Deportation followed when entry into Layoune was denied for two Norweigan students and five lawyers from Spain.
Vegard Fosso Smievioll and Kjersti Brevik Moller from Bergen had been sent to Layoune as observers and were to attend the trial of a human rights activist. Nazha El Kahlidi was standing trial following charges of illegal journalism. Amnesty Intentional, among others have been campaigning for Morocco to stop the trial and drop charges.
In the Norwegian newspaper Norway Today it was reported that the students had been denied entry to Western Sahara after travelling there to observe the trial. This was immediately countered by Morocco who denied that the students were legitimate observers.
Morroco asserts that the usual official channels for designating an observer had not been followed. The continue to explain that no country would have awarded the students observer status because they did not have the required competency for the rôle.
Students were sent by Rafto Foundation to ‘provoke an incident’
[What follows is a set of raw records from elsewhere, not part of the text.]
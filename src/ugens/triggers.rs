//! Trigger, gate, and reply UGens.

use crate::enums::CalculationRate;
use crate::signal::Signal;
use crate::synthdef::{self, ugen, UGenSpec};

ugen! {
    /// Clamp a signal to a range.
    Clip[ar, kr, ir] {
        source: required,
        minimum: 0.0,
        maximum: 1.0,
    }
}

ugen! {
    /// Fold a signal into a range.
    Fold[ar, kr, ir] {
        source: required,
        minimum: 0.0,
        maximum: 1.0,
    }
}

ugen! {
    /// Pass the source while the trigger is open.
    Gate[ar, kr] {
        source: required,
        trigger: 0,
    }
}

ugen! {
    /// 1 while the source is inside the range.
    InRange[ar, kr, ir] {
        source: required,
        minimum: 0.0,
        maximum: 1.0,
    }
}

ugen! {
    /// Sample and hold on trigger.
    Latch[ar, kr] {
        source: required,
        trigger: 0,
    }
}

ugen! {
    /// Output whichever input changed least.
    LeastChange[ar, kr] {
        a: 0,
        b: 0,
    }
}

ugen! {
    /// Output whichever input changed most.
    MostChange[ar, kr] {
        a: 0,
        b: 0,
    }
}

ugen! {
    /// Track the maximum absolute value since the last trigger.
    Peak[ar, kr] {
        source: required,
        trigger: 0,
    }
}

ugen! {
    /// Peak detector with exponential decay.
    PeakFollower[ar, kr] {
        source: required,
        decay: 0.999,
    }
}

ugen! {
    /// Resettable linear ramp between limits.
    Phasor[ar, kr] {
        trigger: 0,
        rate: 1.0,
        start: 0.0,
        stop: 1.0,
        reset_pos: 0.0,
    }
}

ugen! {
    /// Track the running maximum since the last trigger.
    RunningMax[ar, kr] {
        source: required,
        trigger: 0,
    }
}

ugen! {
    /// Track the running minimum since the last trigger.
    RunningMin[ar, kr] {
        source: required,
        trigger: 0,
    }
}

ugen! {
    /// Schmidt trigger: 1 once above the range, 0 once below.
    Schmidt[ar, kr] {
        source: required,
        minimum: 0.0,
        maximum: 1.0,
    }
}

ugen! {
    /// Send a `/tr` reply to the client on trigger.
    SendTrig[ar, kr] {
        trigger: required,
        id: 0,
        value: 0.0,
    }
}

ugen! {
    /// Seconds elapsed since the last trigger.
    Sweep[ar, kr] {
        trigger: 0,
        rate: 1.0,
    }
}

ugen! {
    /// Delay a trigger.
    TDelay[ar, kr] {
        source: required,
        duration: 0.1,
    }
}

ugen! {
    /// Toggle flip-flop on trigger.
    ToggleFF[ar, kr] {
        trigger: 0,
    }
}

ugen! {
    /// Emit a fixed-duration gate for each trigger, ignoring triggers
    /// that arrive while the gate is open.
    Trig1[ar, kr] {
        source: required,
        duration: 0.1,
    }
}

ugen! {
    /// Emit a fixed-duration gate carrying the trigger's value.
    Trig[ar, kr] {
        source: required,
        duration: 0.1,
    }
}

ugen! {
    /// Wrap a signal into a range.
    Wrap[ar, kr, ir] {
        source: required,
        minimum: 0.0,
        maximum: 1.0,
    }
}

ugen! {
    /// Count zero crossings per second.
    ZeroCrossing[ar, kr] {
        source: required,
    }
}

fn encode_label(label: &str) -> Signal {
    let mut values = Vec::with_capacity(label.len() + 1);
    values.push(Signal::Const(label.len() as f32));
    values.extend(
        label
            .bytes()
            .map(|byte| Signal::Const(byte as f32)),
    );
    Signal::Vector(values)
}

/// Print a signal's value to the server log on trigger.
///
/// The label defaults to the source UGen's class name and is wired as a
/// length-prefixed character array.
#[derive(Debug, Clone)]
pub struct Poll {
    trigger: Signal,
    source: Signal,
    trigger_id: Signal,
    label: Option<String>,
}

impl Poll {
    const SPEC: UGenSpec = UGenSpec {
        name: "Poll",
        ..UGenSpec::DEFAULT
    };

    pub fn new(trigger: impl Into<Signal>, source: impl Into<Signal>) -> Self {
        Poll {
            trigger: trigger.into(),
            source: source.into(),
            trigger_id: Signal::Const(-1.0),
            label: None,
        }
    }

    pub fn trigger_id(mut self, value: impl Into<Signal>) -> Self {
        self.trigger_id = value.into();
        self
    }

    pub fn label(mut self, label: impl Into<String>) -> Self {
        self.label = Some(label.into());
        self
    }

    pub fn ar(self) -> Signal {
        self.construct_at(CalculationRate::Audio)
    }

    pub fn kr(self) -> Signal {
        self.construct_at(CalculationRate::Control)
    }

    fn construct_at(self, rate: CalculationRate) -> Signal {
        let label = self.label.unwrap_or_else(|| match &self.source {
            Signal::Output(proxy) => synthdef::node_name_of(proxy)
                .unwrap_or("UGen")
                .to_string(),
            _ => "UGen".to_string(),
        });
        synthdef::construct(
            &Self::SPEC,
            rate,
            None,
            0,
            vec![
                ("trigger", self.trigger, false),
                ("source", self.source, false),
                ("trigger_id", self.trigger_id, false),
                ("label", encode_label(&label), true),
            ],
        )
    }
}

/// Send an OSC reply with the current values of the source channels.
#[derive(Debug, Clone)]
pub struct SendReply {
    trigger: Signal,
    source: Signal,
    command_name: String,
    reply_id: Signal,
}

impl SendReply {
    const SPEC: UGenSpec = UGenSpec {
        name: "SendReply",
        outputs: crate::synthdef::Outputs::Fixed(0),
        ..UGenSpec::DEFAULT
    };

    pub fn new(trigger: impl Into<Signal>, source: impl Into<Signal>) -> Self {
        SendReply {
            trigger: trigger.into(),
            source: source.into(),
            command_name: "/reply".to_string(),
            reply_id: Signal::Const(-1.0),
        }
    }

    pub fn command_name(mut self, command_name: impl Into<String>) -> Self {
        self.command_name = command_name.into();
        self
    }

    pub fn reply_id(mut self, value: impl Into<Signal>) -> Self {
        self.reply_id = value.into();
        self
    }

    pub fn ar(self) -> Signal {
        self.construct_at(CalculationRate::Audio)
    }

    pub fn kr(self) -> Signal {
        self.construct_at(CalculationRate::Control)
    }

    fn construct_at(self, rate: CalculationRate) -> Signal {
        let characters: Vec<Signal> = self
            .command_name
            .bytes()
            .map(|byte| Signal::Const(byte as f32))
            .collect();
        synthdef::construct(
            &Self::SPEC,
            rate,
            None,
            0,
            vec![
                ("trigger", self.trigger, false),
                ("reply_id", self.reply_id, false),
                (
                    "character_count",
                    Signal::Const(self.command_name.len() as f32),
                    false,
                ),
                ("character", Signal::Vector(characters), true),
                ("source", self.source, true),
            ],
        )
    }
}

/// Periodically send peak and RMS levels to the client.
#[derive(Debug, Clone)]
pub struct SendPeakRMS {
    source: Signal,
    reply_rate: Signal,
    peak_lag: Signal,
    reply_id: Signal,
    command_name: String,
}

impl SendPeakRMS {
    const SPEC: UGenSpec = UGenSpec {
        name: "SendPeakRMS",
        outputs: crate::synthdef::Outputs::Fixed(0),
        ..UGenSpec::DEFAULT
    };

    pub fn new(source: impl Into<Signal>) -> Self {
        SendPeakRMS {
            source: source.into(),
            reply_rate: Signal::Const(20.0),
            peak_lag: Signal::Const(3.0),
            reply_id: Signal::Const(-1.0),
            command_name: "/reply".to_string(),
        }
    }

    pub fn reply_rate(mut self, value: impl Into<Signal>) -> Self {
        self.reply_rate = value.into();
        self
    }

    pub fn peak_lag(mut self, value: impl Into<Signal>) -> Self {
        self.peak_lag = value.into();
        self
    }

    pub fn reply_id(mut self, value: impl Into<Signal>) -> Self {
        self.reply_id = value.into();
        self
    }

    pub fn command_name(mut self, command_name: impl Into<String>) -> Self {
        self.command_name = command_name.into();
        self
    }

    pub fn ar(self) -> Signal {
        self.construct_at(CalculationRate::Audio)
    }

    pub fn kr(self) -> Signal {
        self.construct_at(CalculationRate::Control)
    }

    fn construct_at(self, rate: CalculationRate) -> Signal {
        let source_channels = super::basic::flatten_signals(self.source);
        let source_size = source_channels.len();
        let characters: Vec<Signal> = self
            .command_name
            .bytes()
            .map(|byte| Signal::Const(byte as f32))
            .collect();
        synthdef::construct(
            &Self::SPEC,
            rate,
            None,
            0,
            vec![
                ("reply_rate", self.reply_rate, false),
                ("peak_lag", self.peak_lag, false),
                ("reply_id", self.reply_id, false),
                ("source_size", Signal::Const(source_size as f32), false),
                ("source", Signal::Vector(source_channels), true),
                (
                    "character_count",
                    Signal::Const(self.command_name.len() as f32),
                    false,
                ),
                ("character", Signal::Vector(characters), true),
            ],
        )
    }
}

/// 1 whenever the source changes by more than a threshold: a one-zero
/// high-pass fed through `abs` and a comparison.
pub struct Changed;

impl Changed {
    pub fn ar(source: impl Into<Signal>, threshold: impl Into<Signal>) -> Signal {
        crate::ugens::filters::HPZ1::new(source)
            .ar()
            .abs()
            .gt(threshold)
    }

    pub fn kr(source: impl Into<Signal>, threshold: impl Into<Signal>) -> Signal {
        crate::ugens::filters::HPZ1::new(source)
            .kr()
            .abs()
            .gt(threshold)
    }
}

#[cfg(test)]
mod tests {
    use super::*;
    use crate::synthdef::{CompiledInput, SynthDefBuilder};
    use crate::ugens::{Impulse, Out, SinOsc};

    #[test]
    fn poll_encodes_its_label() {
        let builder = SynthDefBuilder::new();
        let source = SinOsc::new().ar();
        Poll::new(Impulse::new().frequency(1.0).kr(), source.clone())
            .label("osc")
            .ar();
        Out::new(source).ar();
        let synthdef = builder.build("polled").unwrap();
        let poll = synthdef
            .ugens()
            .iter()
            .find(|u| u.name() == "Poll")
            .unwrap();
        // trigger, source, trigger_id, length, then one slot per byte.
        assert_eq!(poll.inputs().len(), 7);
        let length = match poll.inputs()[3] {
            CompiledInput::Constant(index) => synthdef.constants()[index as usize],
            _ => panic!("expected constant length"),
        };
        assert_eq!(length, 3.0);
    }

    #[test]
    fn poll_defaults_label_to_source_class() {
        let builder = SynthDefBuilder::new();
        let source = SinOsc::new().ar();
        Poll::new(Impulse::new().frequency(1.0).kr(), source.clone()).ar();
        Out::new(source).ar();
        let synthdef = builder.build("polled").unwrap();
        let poll = synthdef
            .ugens()
            .iter()
            .find(|u| u.name() == "Poll")
            .unwrap();
        // "SinOsc" is six characters.
        assert_eq!(poll.inputs().len(), 4 + 6);
    }

    #[test]
    fn send_reply_wires_command_name_and_channels() {
        let builder = SynthDefBuilder::new();
        let source = SinOsc::new().ar();
        SendReply::new(Impulse::new().frequency(10.0).kr(), source.clone())
            .command_name("/level")
            .kr();
        Out::new(source).ar();
        let synthdef = builder.build("reply").unwrap();
        let send = synthdef
            .ugens()
            .iter()
            .find(|u| u.name() == "SendReply")
            .unwrap();
        // trigger, reply_id, count, six characters, one source channel.
        assert_eq!(send.inputs().len(), 10);
        assert_eq!(send.output_count(), 0);
    }

    #[test]
    fn send_reply_survives_dead_code_elimination() {
        let builder = SynthDefBuilder::new();
        SendReply::new(Impulse::new().frequency(10.0).kr(), SinOsc::new().kr()).kr();
        Out::new(SinOsc::new().ar()).ar();
        let synthdef = builder.build("keep").unwrap();
        let names: Vec<&str> = synthdef.ugens().iter().map(|u| u.name()).collect();
        assert!(names.contains(&"SendReply"));
    }

    #[test]
    fn changed_expands_to_hpz1_chain() {
        let builder = SynthDefBuilder::new();
        let changed = Changed::kr(SinOsc::new().kr(), 0.1);
        Out::new(SinOsc::new().ar() * changed).ar();
        let synthdef = builder.build("changed").unwrap();
        let names: Vec<&str> = synthdef.ugens().iter().map(|u| u.name()).collect();
        assert!(names.contains(&"HPZ1"));
        assert!(names.contains(&"UnaryOpUGen"));
        assert!(names.contains(&"BinaryOpUGen"));
    }
}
The Moroccan Embassy stated that the presence of the students was designed to arouse the Norwegian public by provoking an incident and that they regret that the Rafto Foundation had tried to use the students to undermine the positive measures instituted in the area by the UN.
The Embassy condemned the article in Norway Today for conflicting with all of the official UN information on Western Sahara, and for the use of deliberately inflammatory headlines which cast the Moroccan State as an occupier in the region. In fact, the UN has said that Morocco is simply an administrative power.
The embassy also called into doubt the claims in the article that Western Sahara was rich in resources, something that has been disproved by the US Geological Institute.
Morocco highlighted that there is an estimated 150,000 refugees in the Tindouf camps but these 2015 figures cannot be updated because Polisario will not allow UN investigators to enter the camps
Norway Today has since retracted the disputed statements.